Lesson Objective

Students will distinguish between professional small talk and inappropriate personal disclosure, and identify the physical and social hidden rules of shared work spaces.

Is my co-worker my "best friend" or my colleague?
What topics should I never talk about at work?
Whose sandwich is in the fridge?

Small Talk
Oversharing
Boundaries
Harassment
Confidentiality
Professional Distance
Neutral Topics

CCSS.ELA-LITERACY.SL.11-12.1
CCSS.ELA-LITERACY.L.11-12.3
CRP.09

- Description: Students will engage in a topic sorting activity where they categorize conversation starters (ex. the weather, weekend plans, politics, gossip, or medical issues) into "Safe," "Proceed with Caution," and "Keep it Private." They will also simulate a breakroom environment to practice "Physical Boundaries" (arm's length rule) and "Property Boundaries" (not touching others' food/gear).
- Purpose: To prevent social isolation or disciplinary action. Students often struggle with the "unwritten rules" of work, leading to awkwardness or HR complaints. This lesson makes those rules explicit.
- DOK Level: 3

- Support: Provide a "Safe Topic Cheat Sheet" for the breakroom (ex. sports, movies, local Meriden events, food).
- Visual: Use "Conversation Circles"—a diagram showing a center circle (Work Tasks), a middle circle (Small Talk), and an outer circle (Private Life) to show what stays in and what stays out.
- Kinesthetic: Use a literal "Boundaries Rope" or floor tape to show what 3 feet of personal space looks like during a conversation.
- Social Stories: Use "What Happens Next?" cards featuring common breakroom dilemmas (ex. a co-worker starts complaining about the boss; what do you do?)

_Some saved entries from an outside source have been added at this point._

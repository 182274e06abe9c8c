//! GridStore node runner
//!
//! Starts a persisted grid of local nodes, streams random numbers into a
//! counter cache and prints the most popular ones on a schedule. After the
//! stream ends it forces one last query, clears the cache on every node and
//! stops the grid.

use anyhow::{Context, Result, bail};
use clap::Parser;
use gridstore_common::Config as NodeConfig;
use gridstore_common::config::Durability;
use gridstore_grid::{DEFAULT_PER_NODE_BUFFER_SIZE, Grid, IncrementingUpdater, TaskHandle};
use gridstore_storage::CacheConfig;
use rand::rngs::StdRng;
use rand::{Rng, SeedableRng};
use serde::Deserialize;
use std::path::{Path, PathBuf};
use std::sync::Arc;
use std::sync::atomic::{AtomicBool, Ordering};
use std::time::{Duration, Instant};
use tracing::{error, info, warn};
use tracing_subscriber::{layer::SubscriberExt, util::SubscriberInitExt};

#[derive(Parser, Debug)]
#[command(name = "gridstore-node")]
#[command(about = "GridStore grid with the popular-numbers workload")]
#[command(version)]
struct Args {
    /// Configuration file path
    #[arg(short, long, default_value = "gridstore.toml")]
    config: String,

    /// Data directory; each node uses a subdirectory
    #[arg(long)]
    data_dir: Option<PathBuf>,

    /// Number of nodes in the grid
    #[arg(long)]
    nodes: Option<usize>,

    /// Cache receiving the counters
    #[arg(long)]
    cache: Option<String>,

    /// Numbers to stream
    #[arg(long)]
    count: Option<u64>,

    /// Numbers are drawn from [0, range)
    #[arg(long)]
    range: Option<u32>,

    /// How many popular numbers each query prints
    #[arg(long)]
    top: Option<usize>,

    /// Query period in milliseconds
    #[arg(long)]
    query_interval_ms: Option<u64>,

    /// Streamer buffer per node
    #[arg(long)]
    buffer_size: Option<usize>,

    /// Random seed (random when unset)
    #[arg(long)]
    seed: Option<u64>,

    /// Durability mode: full or relaxed
    #[arg(long)]
    durability: Option<String>,

    /// Permit relaxed durability (test-only: skips fsync)
    #[arg(long)]
    allow_relaxed_durability: bool,

    /// Log level
    #[arg(long, default_value = "info")]
    log_level: String,
}

/// Configuration file structure
#[derive(Debug, Deserialize, Default)]
struct FileConfig {
    /// Storage settings shared by every node
    #[serde(flatten)]
    storage: NodeConfig,
    #[serde(default)]
    grid: GridSection,
    #[serde(default)]
    workload: WorkloadSection,
    #[serde(default)]
    logging: LoggingSection,
}

#[derive(Debug, Deserialize)]
#[serde(default)]
struct GridSection {
    nodes: usize,
}

impl Default for GridSection {
    fn default() -> Self {
        Self { nodes: 2 }
    }
}

#[derive(Debug, Deserialize)]
#[serde(default)]
struct WorkloadSection {
    cache: String,
    count: u64,
    range: u32,
    top: usize,
    query_interval_ms: u64,
    buffer_size: usize,
}

impl Default for WorkloadSection {
    fn default() -> Self {
        Self {
            cache: "partitioned".to_string(),
            count: 1_000_000,
            range: 1000,
            top: 10,
            query_interval_ms: 3000,
            buffer_size: DEFAULT_PER_NODE_BUFFER_SIZE,
        }
    }
}

#[derive(Debug, Deserialize)]
#[serde(default)]
struct LoggingSection {
    level: String,
}

impl Default for LoggingSection {
    fn default() -> Self {
        Self {
            level: "info".to_string(),
        }
    }
}

/// Effective settings after merging file and command line
#[derive(Debug)]
struct Settings {
    storage: NodeConfig,
    nodes: usize,
    workload: WorkloadSection,
    seed: Option<u64>,
    log_level: String,
}

fn parse_durability(value: &str) -> Result<Durability> {
    match value.to_ascii_lowercase().as_str() {
        "full" => Ok(Durability::Full),
        "relaxed" => Ok(Durability::Relaxed),
        other => bail!("unknown durability mode {other:?} (expected full or relaxed)"),
    }
}

/// Merge CLI args over the config file (CLI takes precedence)
fn merge(args: Args, file: FileConfig) -> Result<Settings> {
    let mut storage = file.storage;
    if let Some(data_dir) = args.data_dir {
        storage.node.data_dir = data_dir;
    }
    if let Some(durability) = args.durability.as_deref() {
        storage.durability = parse_durability(durability)?;
    }
    if storage.durability == Durability::Relaxed && !args.allow_relaxed_durability {
        bail!("relaxed durability can lose acknowledged writes; pass --allow-relaxed-durability to use it");
    }

    let defaults = file.workload;
    let workload = WorkloadSection {
        cache: args.cache.unwrap_or(defaults.cache),
        count: args.count.unwrap_or(defaults.count),
        range: args.range.unwrap_or(defaults.range),
        top: args.top.unwrap_or(defaults.top),
        query_interval_ms: args.query_interval_ms.unwrap_or(defaults.query_interval_ms),
        buffer_size: args.buffer_size.unwrap_or(defaults.buffer_size),
    };
    if workload.range == 0 {
        bail!("range must be positive");
    }
    if workload.query_interval_ms == 0 {
        bail!("query interval must be positive");
    }

    let nodes = args.nodes.unwrap_or(file.grid.nodes);
    if nodes == 0 {
        bail!("a grid needs at least one node");
    }

    let log_level = if args.log_level == "info" {
        file.logging.level
    } else {
        args.log_level
    };

    Ok(Settings {
        storage,
        nodes,
        workload,
        seed: args.seed,
        log_level,
    })
}

/// One storage configuration per node, each in its own directory
fn node_configs(storage: &NodeConfig, nodes: usize) -> Vec<NodeConfig> {
    let base: &Path = &storage.node.data_dir;
    (0..nodes)
        .map(|i| {
            let mut config = storage.clone();
            config.node.name = format!("{}-{i}", storage.node.name);
            config.node.data_dir = base.join(format!("node-{i}"));
            config
        })
        .collect()
}

fn print_popular(numbers: &[(u32, u64)]) {
    for (number, count) in numbers {
        println!("{number}={count}");
    }
    println!("----------------");
}

/// Stream `count` random numbers as increments; stops early when
/// `interrupted` is set. Returns the number of items streamed.
fn stream_numbers(
    grid: &Grid,
    workload: &WorkloadSection,
    seed: Option<u64>,
    interrupted: &AtomicBool,
) -> gridstore_common::Result<u64> {
    let mut rng = seed.map_or_else(StdRng::from_entropy, StdRng::seed_from_u64);
    let mut streamer = grid
        .streamer::<u32, u64>(&workload.cache)?
        .with_per_node_buffer_size(workload.buffer_size)
        .with_updater(IncrementingUpdater);

    for i in 0..workload.count {
        if i % 4096 == 0 && interrupted.load(Ordering::Relaxed) {
            warn!("Interrupted after {} numbers", i);
            break;
        }
        streamer.add(&rng.gen_range(0..workload.range), &1)?;
    }
    let added = streamer.added();
    streamer.close()?;
    Ok(added)
}

#[tokio::main]
async fn main() -> Result<()> {
    // Parse command line arguments
    let args = Args::parse();

    // Load config file if it exists
    let file: FileConfig = if Path::new(&args.config).exists() {
        let config_str = std::fs::read_to_string(&args.config)
            .with_context(|| format!("failed to read {}", args.config))?;
        toml::from_str(&config_str).unwrap_or_else(|e| {
            eprintln!("Warning: Failed to parse config file: {e}");
            FileConfig::default()
        })
    } else {
        FileConfig::default()
    };
    let config_path = args.config.clone();
    let settings = merge(args, file)?;

    // Initialize logging
    tracing_subscriber::registry()
        .with(
            tracing_subscriber::EnvFilter::try_from_default_env()
                .unwrap_or_else(|_| settings.log_level.clone().into()),
        )
        .with(tracing_subscriber::fmt::layer())
        .init();

    info!("Starting GridStore with {} nodes", settings.nodes);
    info!("Config file: {}", config_path);
    info!("Data directory: {:?}", settings.storage.node.data_dir);

    let configs = node_configs(&settings.storage, settings.nodes);
    let grid = tokio::task::spawn_blocking(move || Grid::start(configs)).await??;
    let workload = settings.workload;
    grid.get_or_create_cache(CacheConfig::new(workload.cache.clone()))?;

    let interrupted = Arc::new(AtomicBool::new(false));
    {
        let interrupted = Arc::clone(&interrupted);
        tokio::spawn(async move {
            if tokio::signal::ctrl_c().await.is_ok() {
                info!("Shutting down...");
                interrupted.store(true, Ordering::Relaxed);
            }
        });
    }

    let period = Duration::from_millis(workload.query_interval_ms);
    let query = {
        let grid = grid.clone();
        let cache = workload.cache.clone();
        let top = workload.top;
        TaskHandle::schedule("numbers-query", period, period, move || {
            match grid.top_k::<u32, u64>(&cache, top) {
                Ok(numbers) => print_popular(&numbers),
                Err(e) => error!("Popular numbers query failed: {}", e),
            }
        })?
    };

    let started = Instant::now();
    let streamed = {
        let grid = grid.clone();
        let interrupted = Arc::clone(&interrupted);
        let seed = settings.seed;
        tokio::task::spawn_blocking(move || {
            let result = stream_numbers(&grid, &workload, seed, &interrupted);
            (result, workload)
        })
        .await?
    };
    let (streamed, workload) = streamed;
    let streamed = streamed?;
    info!("Streamed {} numbers in {:?}", streamed, started.elapsed());

    // Force one more run to get final counts
    query.cancel();
    query.run_now();
    query.shutdown().await;

    // Clean up the cache on all nodes after the run
    let cache = workload.cache.clone();
    let cleared = tokio::task::spawn_blocking(move || {
        let result = grid.broadcast(|node| {
            let descriptor = node.descriptor(&cache)?;
            let size = node.engine().len(descriptor.id)?;
            info!("Clearing {} keys from cache {} on {}", size, cache, node.name());
            node.engine().clear(descriptor.id)?;
            Ok(size)
        });
        (result, grid)
    })
    .await?;
    let (cleared, grid) = cleared;
    let total: usize = cleared?.into_iter().map(|(_, size)| size).sum();
    info!("Cleared {} keys", total);

    tokio::task::spawn_blocking(move || grid.stop()).await??;
    info!("GridStore shut down gracefully");
    Ok(())
}

#[cfg(test)]
mod tests {
    use super::*;
    use tempfile::tempdir;

    fn args(extra: &[&str]) -> Args {
        let mut argv = vec!["gridstore-node"];
        argv.extend_from_slice(extra);
        Args::parse_from(argv)
    }

    #[test]
    fn test_cli_overrides_file() {
        let file: FileConfig = toml::from_str(
            r#"
            [grid]
            nodes = 4

            [workload]
            count = 10
            range = 50

            [node]
            data_dir = "/var/lib/gridstore"
            "#,
        )
        .unwrap();
        let settings = merge(args(&["--count", "99", "--data-dir", "/tmp/g"]), file).unwrap();

        assert_eq!(settings.nodes, 4);
        assert_eq!(settings.workload.count, 99);
        assert_eq!(settings.workload.range, 50);
        assert_eq!(settings.workload.buffer_size, DEFAULT_PER_NODE_BUFFER_SIZE);
        assert_eq!(settings.storage.node.data_dir, PathBuf::from("/tmp/g"));
        assert_eq!(settings.storage.durability, Durability::Full);
    }

    #[test]
    fn test_relaxed_durability_needs_flag() {
        let err = merge(args(&["--durability", "relaxed"]), FileConfig::default()).unwrap_err();
        assert!(err.to_string().contains("--allow-relaxed-durability"));

        let settings = merge(
            args(&["--durability", "relaxed", "--allow-relaxed-durability"]),
            FileConfig::default(),
        )
        .unwrap();
        assert_eq!(settings.storage.durability, Durability::Relaxed);

        assert!(merge(args(&["--durability", "fast"]), FileConfig::default()).is_err());
    }

    #[test]
    fn test_node_configs_use_subdirectories() {
        let mut storage = NodeConfig::with_data_dir("/data");
        storage.node.name = "grid".into();
        let configs = node_configs(&storage, 3);
        assert_eq!(configs.len(), 3);
        assert_eq!(configs[2].node.name, "grid-2");
        assert_eq!(configs[2].node.data_dir, PathBuf::from("/data/node-2"));
    }

    #[test]
    fn test_stream_and_rank() {
        let dir = tempdir().unwrap();
        let mut storage = NodeConfig::with_data_dir(dir.path());
        storage.checkpoint.background = false;
        storage.durability = Durability::Relaxed;
        let grid = Grid::start(node_configs(&storage, 2)).unwrap();
        let workload = WorkloadSection {
            count: 20_000,
            range: 100,
            ..WorkloadSection::default()
        };
        grid.get_or_create_cache(CacheConfig::new(workload.cache.clone()))
            .unwrap();

        let streamed = stream_numbers(&grid, &workload, Some(1), &AtomicBool::new(false)).unwrap();
        assert_eq!(streamed, 20_000);

        let top = grid.top_k::<u32, u64>(&workload.cache, 100).unwrap();
        assert_eq!(top.iter().map(|(_, c)| c).sum::<u64>(), 20_000);
        assert!(top.windows(2).all(|w| w[0].1 >= w[1].1));
        grid.stop().unwrap();
    }
}
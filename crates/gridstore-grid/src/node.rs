//! Grid node
//!
//! A storage engine plus a stable identity. The node id is generated on the
//! first start and kept in `<data_dir>/node.id`, so a restarted node scores
//! the same in rendezvous hashing and owns the same partitions as before.

use gridstore_affinity::AffinityRouter;
use gridstore_common::{CacheId, Config, Error, NodeId, PartitionId, Result, TopologyEpoch};
use gridstore_storage::{CacheDescriptor, Engine};
use std::fs::{self, File};
use std::io::ErrorKind;
use std::path::Path;
use std::sync::Arc;
use tracing::{debug, info};

/// File holding the node id inside the data directory
pub const NODE_ID_FILE: &str = "node.id";

/// One member of the grid
pub struct Node {
    id: NodeId,
    engine: Engine,
}

impl Node {
    /// Start a node: load (or create) its identity and recover its engine
    pub fn start(config: Config) -> Result<Self> {
        let id = load_or_create_id(&config.node.data_dir)?;
        let engine = Engine::open(config)?;
        info!("Node {} started as {}", engine.config().node.name, id);
        Ok(Self { id, engine })
    }

    #[must_use]
    pub const fn id(&self) -> NodeId {
        self.id
    }

    #[must_use]
    pub fn name(&self) -> &str {
        &self.engine.config().node.name
    }

    /// Storage engine of this node
    #[must_use]
    pub const fn engine(&self) -> &Engine {
        &self.engine
    }

    #[must_use]
    pub fn router(&self) -> &Arc<AffinityRouter> {
        self.engine.router()
    }

    /// This node's descriptor of a cache
    pub fn descriptor(&self, cache: &str) -> Result<CacheDescriptor> {
        self.engine
            .cache(cache)
            .ok_or_else(|| Error::CacheNotFound(cache.to_string()))
    }

    /// Apply a batch routed to this node against topology `epoch`
    ///
    /// A batch computed against another epoch is rejected as a whole before
    /// any item is applied.
    pub fn apply<F>(
        &self,
        cache: &str,
        epoch: TopologyEpoch,
        items: Vec<(Vec<u8>, Vec<u8>)>,
        transform: F,
    ) -> Result<()>
    where
        F: FnMut(&[u8], Option<&[u8]>, &[u8]) -> Result<Option<Vec<u8>>>,
    {
        self.router().check_epoch(epoch)?;
        let descriptor = self.descriptor(cache)?;
        debug!(
            "Node {} applying {} items to cache {}",
            self.id,
            items.len(),
            cache
        );
        self.engine.apply_batch(descriptor.id, items, transform)
    }

    /// Read a key routed to this node against topology `epoch`
    pub fn get(&self, cache: &str, epoch: TopologyEpoch, key: &[u8]) -> Result<Option<Vec<u8>>> {
        self.router().check_epoch(epoch)?;
        let descriptor = self.descriptor(cache)?;
        self.engine.get(descriptor.id, key)
    }

    /// Remove a key routed to this node against topology `epoch`
    pub fn remove(&self, cache: &str, epoch: TopologyEpoch, key: &[u8]) -> Result<bool> {
        self.router().check_epoch(epoch)?;
        let descriptor = self.descriptor(cache)?;
        self.engine.remove(descriptor.id, key)
    }

    /// Partitions of a cache whose primary copy lives on this node
    pub fn primary_partitions(&self, cache: &str) -> Result<(CacheId, Vec<PartitionId>)> {
        let descriptor = self.descriptor(cache)?;
        let assignment = self.router().assignment(descriptor.id)?;
        Ok((descriptor.id, assignment.primary_partitions(self.id)))
    }

    /// Graceful stop: final checkpoint, then close
    pub fn stop(self) -> Result<()> {
        info!("Stopping node {}", self.id);
        self.engine.close()
    }

    /// Stop without a checkpoint, as a crash would
    pub fn kill(self) {
        info!("Killing node {}", self.id);
        drop(self.engine);
    }
}

/// Read the node id from `dir`, creating one on first start
fn load_or_create_id(dir: &Path) -> Result<NodeId> {
    fs::create_dir_all(dir).map_err(|e| Error::io("failed to create data directory", e))?;
    let path = dir.join(NODE_ID_FILE);

    match fs::read_to_string(&path) {
        Ok(text) => NodeId::parse(&text).ok_or_else(|| {
            Error::Configuration(format!("invalid node id in {}", path.display()))
        }),
        Err(e) if e.kind() == ErrorKind::NotFound => {
            let id = NodeId::new();
            let tmp = path.with_extension("tmp");
            fs::write(&tmp, id.to_string())
                .and_then(|()| File::open(&tmp)?.sync_all())
                .and_then(|()| fs::rename(&tmp, &path))
                .map_err(|e| Error::io("failed to write node id", e))?;
            info!("Generated node id {} in {:?}", id, path);
            Ok(id)
        }
        Err(e) => Err(Error::io("failed to read node id", e)),
    }
}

- The "Breakroom Role-Play": Students are placed in a "Breakroom" setting. The teacher (acting as a chatty co-worker) tries to bait the student into gossip or oversharing. The student is graded on their ability to pivot back to "Safe" topics.
- Safe/Unsafe Sorting Quiz: A visual quiz where students look at pictures of workplace interactions and identify if a boundary is being respected or broken.